Task brief - Among these entries, count the lines containing the word "interrupt" and answer with only the number.

Records supplied -
+===+
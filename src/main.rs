//! @ai:module:intent CLI for the model benchmark harness
//! @ai:module:layer presentation

use anyhow::Result;
use clap::{Parser, Subcommand};
use model_bench::{
    config::{BenchmarkConfig, FilterConfig},
    corpus::CorpusLoader,
    metrics::{MetricsAggregator, MetricsByModel},
    report::{comparison_table, executive_summary, ReportGenerator},
    runner::{BenchmarkRunner, ClientRegistry},
    store::ResultStore,
};
use std::path::{Path, PathBuf};

const DEFAULT_CONFIG: &str = "benchmark.toml";
const DRY_RUN_RESPONSE: &str = "[DRY RUN] No model was called";

#[derive(Parser)]
#[command(name = "model-bench")]
#[command(about = "Benchmark harness comparing language-model backends on a shared task set")]
#[command(version)]
struct Cli {
    #[command(subcommand)]
    command: Commands,
}

#[derive(Subcommand)]
enum Commands {
    /// Run every selected model against every selected task, then analyze
    Run {
        /// Path to configuration file
        #[arg(short, long)]
        config: Option<PathBuf>,

        /// Filter by model IDs (comma-separated)
        #[arg(long)]
        models: Option<String>,

        /// Filter by task IDs (comma-separated)
        #[arg(long)]
        tasks: Option<String>,

        /// Filter by categories (comma-separated)
        #[arg(long)]
        categories: Option<String>,

        /// Replace every backend with a canned response
        #[arg(long)]
        dry_run: bool,

        /// Only collect results, do not generate reports
        #[arg(long)]
        no_analyze: bool,
    },

    /// Aggregate stored results and generate reports
    Analyze {
        /// Path to configuration file
        #[arg(short, long)]
        config: Option<PathBuf>,

        /// Directory of raw result files (overrides configuration)
        #[arg(short, long)]
        results: Option<PathBuf>,

        /// Output directory for reports (overrides configuration)
        #[arg(short, long)]
        output: Option<PathBuf>,
    },

    /// List configured models and tasks
    List {
        /// Path to configuration file
        #[arg(short, long)]
        config: Option<PathBuf>,

        /// Filter tasks by category
        #[arg(long)]
        category: Option<String>,
    },

    /// Validate configuration and task definitions
    Validate {
        /// Path to configuration file
        #[arg(short, long)]
        config: Option<PathBuf>,
    },

    /// Write a default configuration file
    Init {
        /// Output path for configuration
        #[arg(short, long, default_value = DEFAULT_CONFIG)]
        output: PathBuf,
    },
}

struct RunArgs {
    config: Option<PathBuf>,
    models: Option<String>,
    tasks: Option<String>,
    categories: Option<String>,
    dry_run: bool,
    no_analyze: bool,
}

#[tokio::main]
async fn main() -> Result<()> {
    tracing_subscriber::fmt()
        .with_env_filter(
            tracing_subscriber::EnvFilter::from_default_env()
                .add_directive("model_bench=info".parse()?),
        )
        .init();

    let cli = Cli::parse();

    match cli.command {
        Commands::Run {
            config,
            models,
            tasks,
            categories,
            dry_run,
            no_analyze,
        } => {
            run_benchmarks(RunArgs {
                config,
                models,
                tasks,
                categories,
                dry_run,
                no_analyze,
            })
            .await
        }
        Commands::Analyze {
            config,
            results,
            output,
        } => analyze(config, results, output),
        Commands::List { config, category } => list(config, category),
        Commands::Validate { config } => validate(config),
        Commands::Init { output } => init_config(output),
    }
}

/// @ai:intent Execute the benchmark matrix and optionally analyze it
/// @ai:effects network, fs:read, fs:write
async fn run_benchmarks(args: RunArgs) -> Result<()> {
    let config = load_or_default_config(args.config.as_deref())?;
    let filter = merge_filter(&config.run.filter, args.models, args.tasks, args.categories);

    let tasks = CorpusLoader::new().load_with_inline(&config.tasks, &config.paths.tasks_dir, &filter)?;
    if tasks.is_empty() {
        tracing::warn!("No tasks match the filter criteria");
        return Ok(());
    }
    tracing::info!("Found {} tasks to run", tasks.len());

    let mut registry = if args.dry_run || config.run.dry_run {
        tracing::info!("Running in dry-run mode");
        ClientRegistry::dry_run(&config.models, DRY_RUN_RESPONSE)
    } else {
        ClientRegistry::from_config(&config.models)?
    };
    registry.retain(|id| filter.matches_model(id));

    if registry.is_empty() {
        tracing::warn!("No models match the filter criteria");
        return Ok(());
    }

    let store = ResultStore::new(&config.paths.results_dir);
    tracing::info!("Writing results to {}", store.dir().display());

    let runner = BenchmarkRunner::new(registry, store);
    let results = runner.run_all(&tasks).await;
    let failed = results.iter().filter(|r| r.is_error()).count();

    println!();
    println!("Completed {} runs ({} failed)", results.len(), failed);

    if args.no_analyze {
        return Ok(());
    }

    analyze_with(&config, &config.paths.results_dir, &config.paths.analysis_dir)
}

/// @ai:intent Aggregate stored results and write reports
/// @ai:effects fs:read, fs:write
fn analyze(config: Option<PathBuf>, results: Option<PathBuf>, output: Option<PathBuf>) -> Result<()> {
    let config = load_or_default_config(config.as_deref())?;
    let results_dir = results.unwrap_or_else(|| config.paths.results_dir.clone());
    let output_dir = output.unwrap_or_else(|| config.paths.analysis_dir.clone());

    analyze_with(&config, &results_dir, &output_dir)
}

fn analyze_with(config: &BenchmarkConfig, results_dir: &Path, output_dir: &Path) -> Result<()> {
    let aggregator = MetricsAggregator::new(config.run.aggregation_mode);
    let metrics = aggregator.aggregate_store(&ResultStore::new(results_dir))?;

    if metrics.is_empty() {
        tracing::warn!("No results found in {}", results_dir.display());
        return Ok(());
    }

    let pairs = config.model_pairs();
    print_summary(&metrics, &pairs);

    let stamp = chrono::Local::now().format("%Y%m%d_%H%M%S").to_string();
    let generator = ReportGenerator::new(config.metrics.selected_metrics(), config.metrics.chart_metric());
    let paths = generator.generate_all(&metrics, &pairs, output_dir, &stamp)?;

    println!("Report: {}", paths.report.display());
    println!("Data:   {}", paths.data.display());
    if let Some(chart) = &paths.chart {
        println!("Chart:  {}", chart.display());
    }

    Ok(())
}

/// @ai:intent List configured models and the tasks that would run
/// @ai:effects fs:read
fn list(config: Option<PathBuf>, category: Option<String>) -> Result<()> {
    let config = load_or_default_config(config.as_deref())?;

    let filter = FilterConfig {
        categories: category.map(|c| vec![c]),
        ..Default::default()
    };
    let tasks = CorpusLoader::new().load_with_inline(&config.tasks, &config.paths.tasks_dir, &filter)?;

    println!("Models ({}):", config.models.len());
    println!();
    println!("{:<30} {:<14} {:<30}", "ID", "Kind", "Model");
    println!("{}", "-".repeat(74));
    for model in &config.models {
        println!(
            "{:<30} {:<14} {:<30}",
            model.id,
            model.backend.kind(),
            model.backend.model_name().unwrap_or("-")
        );
    }

    println!();
    println!("Tasks ({}):", tasks.len());
    println!();
    println!("{:<30} {:<12} {:<12}", "ID", "Category", "Scoring");
    println!("{}", "-".repeat(56));
    for task in &tasks {
        let scoring = if task.has_ground_truth { "ground truth" } else { "criteria" };
        println!("{:<30} {:<12} {:<12}", task.id, task.category, scoring);
    }

    Ok(())
}

/// @ai:intent Validate configuration and task definitions
/// @ai:effects fs:read
fn validate(config: Option<PathBuf>) -> Result<()> {
    let config = load_or_default_config(config.as_deref())?;
    config.validate()?;

    let tasks = CorpusLoader::new().load_with_inline(
        &config.tasks,
        &config.paths.tasks_dir,
        &FilterConfig::default(),
    )?;

    println!("Configuration validation passed!");
    println!("Models: {}", config.models.len());
    println!("Tasks: {}", tasks.len());

    for task in &tasks {
        println!("  - {} ({})", task.id, task.category);
    }

    for pair in config.model_pairs() {
        println!("Pair: {} vs {}", pair.orchestrated, pair.direct);
    }

    Ok(())
}

/// @ai:intent Initialize default configuration file
/// @ai:effects fs:write
fn init_config(output: PathBuf) -> Result<()> {
    let config = BenchmarkConfig::default();
    config.save(&output)?;
    println!("Configuration saved to {}", output.display());
    Ok(())
}

/// @ai:intent Load configuration or use defaults
/// @ai:effects fs:read
fn load_or_default_config(path: Option<&Path>) -> Result<BenchmarkConfig> {
    match path {
        Some(p) => BenchmarkConfig::load(p),
        None => {
            let default_path = PathBuf::from(DEFAULT_CONFIG);

            if default_path.exists() {
                BenchmarkConfig::load(&default_path)
            } else {
                tracing::info!("No {} found, using built-in defaults", DEFAULT_CONFIG);
                Ok(BenchmarkConfig::default())
            }
        }
    }
}

/// @ai:intent Overlay comma-separated CLI filters on the configured filter
/// @ai:effects pure
fn merge_filter(
    base: &FilterConfig,
    models: Option<String>,
    tasks: Option<String>,
    categories: Option<String>,
) -> FilterConfig {
    FilterConfig {
        categories: split_list(categories).or_else(|| base.categories.clone()),
        task_ids: split_list(tasks).or_else(|| base.task_ids.clone()),
        model_ids: split_list(models).or_else(|| base.model_ids.clone()),
    }
}

fn split_list(value: Option<String>) -> Option<Vec<String>> {
    value.map(|s| {
        s.split(',')
            .map(|item| item.trim().to_string())
            .filter(|item| !item.is_empty())
            .collect()
    })
}

/// @ai:intent Print comparison table and summary to console
/// @ai:effects io
fn print_summary(metrics: &MetricsByModel, pairs: &[model_bench::config::ModelPair]) {
    println!();
    println!("Benchmark Results");
    println!("=================");
    println!();
    print!("{}", comparison_table(metrics));
    println!();
    println!("{}", executive_summary(metrics, pairs));
    println!();
}
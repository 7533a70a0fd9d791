//! @ai:module:intent JSON backup of aggregated metrics
//! @ai:module:layer infrastructure
//! @ai:module:public_api JsonReporter
//! @ai:module:stateless true

use crate::metrics::MetricsByModel;
use anyhow::{Context, Result};
use std::path::Path;

/// @ai:intent Trait for JSON report generation
pub trait JsonReporterTrait: Send + Sync {
    /// @ai:intent Write aggregated metrics as JSON
    fn generate(&self, metrics: &MetricsByModel, output_path: &Path) -> Result<()>;
}

/// @ai:intent Writes pretty-printed JSON snapshots of aggregated metrics
pub struct JsonReporter;

impl JsonReporter {
    /// @ai:intent Create a new JSON reporter
    /// @ai:effects pure
    pub fn new() -> Self {
        Self
    }
}

impl Default for JsonReporter {
    fn default() -> Self {
        Self::new()
    }
}

impl JsonReporterTrait for JsonReporter {
    /// @ai:intent Generate JSON report to file
    /// @ai:effects fs:write
    fn generate(&self, metrics: &MetricsByModel, output_path: &Path) -> Result<()> {
        if let Some(parent) = output_path.parent() {
            std::fs::create_dir_all(parent)?;
        }

        let json = serde_json::to_string_pretty(metrics)?;
        std::fs::write(output_path, json)
            .with_context(|| format!("Failed to write {}", output_path.display()))?;

        tracing::info!("JSON backup saved to {}", output_path.display());
        Ok(())
    }
}
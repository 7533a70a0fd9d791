//! @ai:module:intent Model client capability shared by every backend
//! @ai:module:layer infrastructure
//! @ai:module:public_api ModelClient, Outcome, Completion, Meta, MockClient
//! @ai:module:stateless true

use crate::error::ClientError;
use async_trait::async_trait;
use serde_json::json;
use std::future::Future;
use std::time::{Duration, Instant};

/// Free-form backend metadata attached to a successful call
pub type Meta = serde_json::Map<String, serde_json::Value>;

/// @ai:intent Result of invoking a backend once
#[derive(Debug, Clone, PartialEq)]
pub enum Outcome {
    Success {
        completion: String,
        /// Wall-clock seconds
        latency: f64,
        meta: Meta,
    },
    Failure {
        error: String,
        latency: f64,
    },
}

impl Outcome {
    /// @ai:intent Elapsed seconds reported by the backend call
    /// @ai:effects pure
    pub fn latency(&self) -> f64 {
        match self {
            Outcome::Success { latency, .. } | Outcome::Failure { latency, .. } => *latency,
        }
    }

    /// @ai:intent Whether the call produced a completion
    /// @ai:effects pure
    pub fn is_success(&self) -> bool {
        matches!(self, Outcome::Success { .. })
    }

    /// @ai:intent Convert an internal call result into an outcome
    /// @ai:post timeouts report the configured limit as latency
    /// @ai:effects time
    pub(crate) fn from_call(result: Result<Completion, ClientError>, started: Instant) -> Self {
        let elapsed = started.elapsed().as_secs_f64();

        match result {
            Ok(completion) => Outcome::Success {
                completion: completion.text,
                latency: elapsed,
                meta: completion.meta,
            },
            Err(ClientError::Timeout(limit)) => Outcome::Failure {
                error: ClientError::Timeout(limit).to_string(),
                latency: limit.as_secs_f64(),
            },
            Err(e) => Outcome::Failure {
                error: e.to_string(),
                latency: elapsed,
            },
        }
    }
}

/// @ai:intent Text and metadata returned by a backend before timing is attached
#[derive(Debug, Clone, Default)]
pub struct Completion {
    pub text: String,
    pub meta: Meta,
}

/// @ai:intent Turns a prompt into a completion-or-error outcome
///            Implementations must not panic or return early on transport errors;
///            everything is folded into `Outcome::Failure`
#[async_trait]
pub trait ModelClient: Send + Sync {
    /// @ai:intent Send a prompt to the backend and time the call
    /// @ai:effects network
    async fn invoke(&self, prompt: &str) -> Outcome;
}

/// @ai:intent Bound a future by a timeout, mapping expiry to `ClientError::Timeout`
/// @ai:effects time
pub(crate) async fn with_timeout<T, F>(limit: Duration, fut: F) -> Result<T, ClientError>
where
    F: Future<Output = Result<T, ClientError>>,
{
    tokio::time::timeout(limit, fut)
        .await
        .map_err(|_| ClientError::Timeout(limit))?
}

/// @ai:intent Client returning a fixed response, for dry runs and tests
pub struct MockClient {
    response: String,
    latency: Option<f64>,
}

impl MockClient {
    /// @ai:intent Create a mock client that returns a fixed response
    /// @ai:effects pure
    pub fn new(response: impl Into<String>) -> Self {
        Self {
            response: response.into(),
            latency: None,
        }
    }

    /// @ai:intent Report a fixed latency instead of the measured one
    /// @ai:effects pure
    pub fn with_latency(mut self, seconds: f64) -> Self {
        self.latency = Some(seconds);
        self
    }
}

#[async_trait]
impl ModelClient for MockClient {
    /// @ai:intent Return mock response
    /// @ai:effects pure
    async fn invoke(&self, _prompt: &str) -> Outcome {
        let started = Instant::now();
        let mut meta = Meta::new();
        meta.insert("provider".to_string(), json!("mock"));

        let outcome = Outcome::from_call(
            Ok(Completion {
                text: self.response.clone(),
                meta,
            }),
            started,
        );

        match (outcome, self.latency) {
            (Outcome::Success { completion, meta, .. }, Some(latency)) => Outcome::Success {
                completion,
                latency,
                meta,
            },
            (outcome, _) => outcome,
        }
    }
}
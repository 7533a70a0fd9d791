//! @ai:module:intent Report generation from aggregated metrics
//! @ai:module:layer infrastructure
//! @ai:module:public_api ReportGenerator, ReportPaths, JsonReporter, MarkdownReporter, ChartGenerator

pub mod charts;
pub mod json_report;
pub mod markdown_report;
pub mod recommendations;

pub use charts::{text_bar_chart, ChartGenerator, ChartGeneratorTrait};
pub use json_report::{JsonReporter, JsonReporterTrait};
pub use markdown_report::{comparison_table, MarkdownReporter, MarkdownReporterTrait};
pub use recommendations::{compare_pair, executive_summary, recommendations, PairVerdict};

use crate::config::ModelPair;
use crate::metrics::{Metric, MetricsByModel};
use anyhow::{Context, Result};
use std::path::{Path, PathBuf};

pub const LATEST_REPORT: &str = "latest_report.md";
pub const LATEST_DATA: &str = "latest_data.json";

/// @ai:intent Files written by one report generation
#[derive(Debug, Clone)]
pub struct ReportPaths {
    pub report: PathBuf,
    pub data: PathBuf,
    pub chart: Option<PathBuf>,
}

/// @ai:intent Combined report generator
pub struct ReportGenerator {
    json: JsonReporter,
    markdown: MarkdownReporter,
    charts: ChartGenerator,
    chart_metric: Metric,
}

impl ReportGenerator {
    /// @ai:intent Create a new report generator
    /// @ai:effects pure
    pub fn new(selection: Vec<Metric>, chart_metric: Metric) -> Self {
        Self {
            json: JsonReporter::new(),
            markdown: MarkdownReporter::new(selection, chart_metric),
            charts: ChartGenerator::new(),
            chart_metric,
        }
    }

    /// @ai:intent Generate the timestamped report, data snapshot and chart, then refresh the latest copies
    /// @ai:post a chart rendering failure is logged and does not fail the call
    /// @ai:effects fs:write
    pub fn generate_all(
        &self,
        metrics: &MetricsByModel,
        pairs: &[ModelPair],
        output_dir: &Path,
        stamp: &str,
    ) -> Result<ReportPaths> {
        std::fs::create_dir_all(output_dir)
            .with_context(|| format!("Failed to create {}", output_dir.display()))?;

        let generated_at = chrono::Local::now().format("%Y-%m-%d %H:%M:%S").to_string();

        let report = output_dir.join(format!("benchmark_report_{}.md", stamp));
        self.markdown.generate(metrics, pairs, &generated_at, &report)?;

        let data = output_dir.join(format!("benchmark_data_{}.json", stamp));
        self.json.generate(metrics, &data)?;

        let chart_path = output_dir.join(format!("chart_{}_{}.png", self.chart_metric, stamp));
        let chart = match self.charts.generate(metrics, self.chart_metric, &chart_path) {
            Ok(()) => Some(chart_path),
            Err(e) => {
                tracing::warn!("Skipping chart {}: {:#}", chart_path.display(), e);
                None
            }
        };

        refresh_latest(&report, &output_dir.join(LATEST_REPORT))?;
        refresh_latest(&data, &output_dir.join(LATEST_DATA))?;

        tracing::info!("Reports generated in {}", output_dir.display());
        Ok(ReportPaths {
            report,
            data,
            chart,
        })
    }
}

/// @ai:intent Replace a "latest" file with a copy of the newest output
/// @ai:effects fs:write
fn refresh_latest(source: &Path, latest: &Path) -> Result<()> {
    if latest.exists() {
        std::fs::remove_file(latest)
            .with_context(|| format!("Failed to remove {}", latest.display()))?;
    }

    std::fs::copy(source, latest).with_context(|| {
        format!("Failed to copy {} to {}", source.display(), latest.display())
    })?;
    Ok(())
}

#[cfg(test)]
mod tests {
    use super::*;
    use crate::corpus::{BenchmarkTask, GroundTruth};
    use crate::metrics::{AggregationMode, MetricsAggregator};
    use crate::runner::{BenchmarkRunner, ClientRegistry, MockClient, ModelClient, Outcome};
    use crate::store::ResultStore;
    use async_trait::async_trait;
    use std::sync::Arc;
    use tempfile::TempDir;

    struct Offline;

    #[async_trait]
    impl ModelClient for Offline {
        async fn invoke(&self, _prompt: &str) -> Outcome {
            Outcome::Failure {
                error: crate::error::MODEL_NOT_AVAILABLE.to_string(),
                latency: 0.0,
            }
        }
    }

    fn tasks() -> Vec<BenchmarkTask> {
        vec![
            BenchmarkTask {
                id: "math_01".to_string(),
                category: "math".to_string(),
                prompt: "What is 6 x 7?".to_string(),
                has_ground_truth: true,
                ground_truth: Some(GroundTruth::Number(42.0)),
                evaluation_criteria: vec![],
            },
            BenchmarkTask {
                id: "design_01".to_string(),
                category: "coding".to_string(),
                prompt: "Design a cache".to_string(),
                has_ground_truth: false,
                ground_truth: None,
                evaluation_criteria: vec!["eviction policy".to_string()],
            },
        ]
    }

    #[tokio::test]
    async fn test_pipeline_with_partial_failures() {
        let temp = TempDir::new().unwrap();
        let store_dir = temp.path().join("raw");
        let analysis_dir = temp.path().join("analysis");

        let mut registry = ClientRegistry::new();
        registry.register(
            "direct",
            Arc::new(MockClient::new("42, with an LRU eviction policy").with_latency(2.0)),
        );
        registry.register(
            "orchestrated",
            Arc::new(MockClient::new("The answer is 41").with_latency(6.0)),
        );
        registry.register("local", Arc::new(Offline));

        let runner = BenchmarkRunner::new(registry, ResultStore::new(&store_dir));
        let results = runner.run_all(&tasks()).await;
        assert_eq!(results.len(), 6);

        let metrics = MetricsAggregator::new(AggregationMode::IncludeErrors)
            .aggregate_store(&ResultStore::new(&store_dir))
            .unwrap();
        assert_eq!(metrics.len(), 3);
        assert_eq!(metrics["direct"].avg_accuracy, 1.0);
        assert!(!metrics["local"].is_available());

        let pairs = vec![ModelPair {
            orchestrated: "orchestrated".to_string(),
            direct: "direct".to_string(),
        }];
        let generator = ReportGenerator::new(Metric::ALL.to_vec(), Metric::AvgAccuracy);
        let paths = generator
            .generate_all(&metrics, &pairs, &analysis_dir, "20260119_000000")
            .unwrap();

        let report = std::fs::read_to_string(&paths.report).unwrap();
        for model in ["direct", "orchestrated", "local"] {
            assert!(report.contains(&format!("| {} |", model)));
        }
        assert!(report.contains("**Use direct**"));

        assert_eq!(
            std::fs::read_to_string(analysis_dir.join(LATEST_REPORT)).unwrap(),
            report
        );
        assert_eq!(
            std::fs::read_to_string(analysis_dir.join(LATEST_DATA)).unwrap(),
            std::fs::read_to_string(&paths.data).unwrap()
        );
    }

    #[test]
    fn test_latest_files_are_refreshed() {
        let temp = TempDir::new().unwrap();
        let generator = ReportGenerator::new(vec![Metric::AvgAccuracy], Metric::AvgAccuracy);
        let metrics = MetricsByModel::new();

        generator.generate_all(&metrics, &[], temp.path(), "first").unwrap();
        let second = generator.generate_all(&metrics, &[], temp.path(), "second").unwrap();

        assert!(temp.path().join("benchmark_report_first.md").exists());
        assert_eq!(
            std::fs::read_to_string(temp.path().join(LATEST_REPORT)).unwrap(),
            std::fs::read_to_string(&second.report).unwrap()
        );
    }
}
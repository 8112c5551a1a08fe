mod cli;

use unveil_core::interrupt;

fn main() {
    if let Err(e) = cli::run() {
        if e.downcast_ref::<interrupt::InterruptedError>().is_some() {
            std::process::exit(130);
        }
        eprintln!("{e:#}"); // pretty anyhow chain
        std::process::exit(1);
    }
}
+===+
Response to the exercise - 2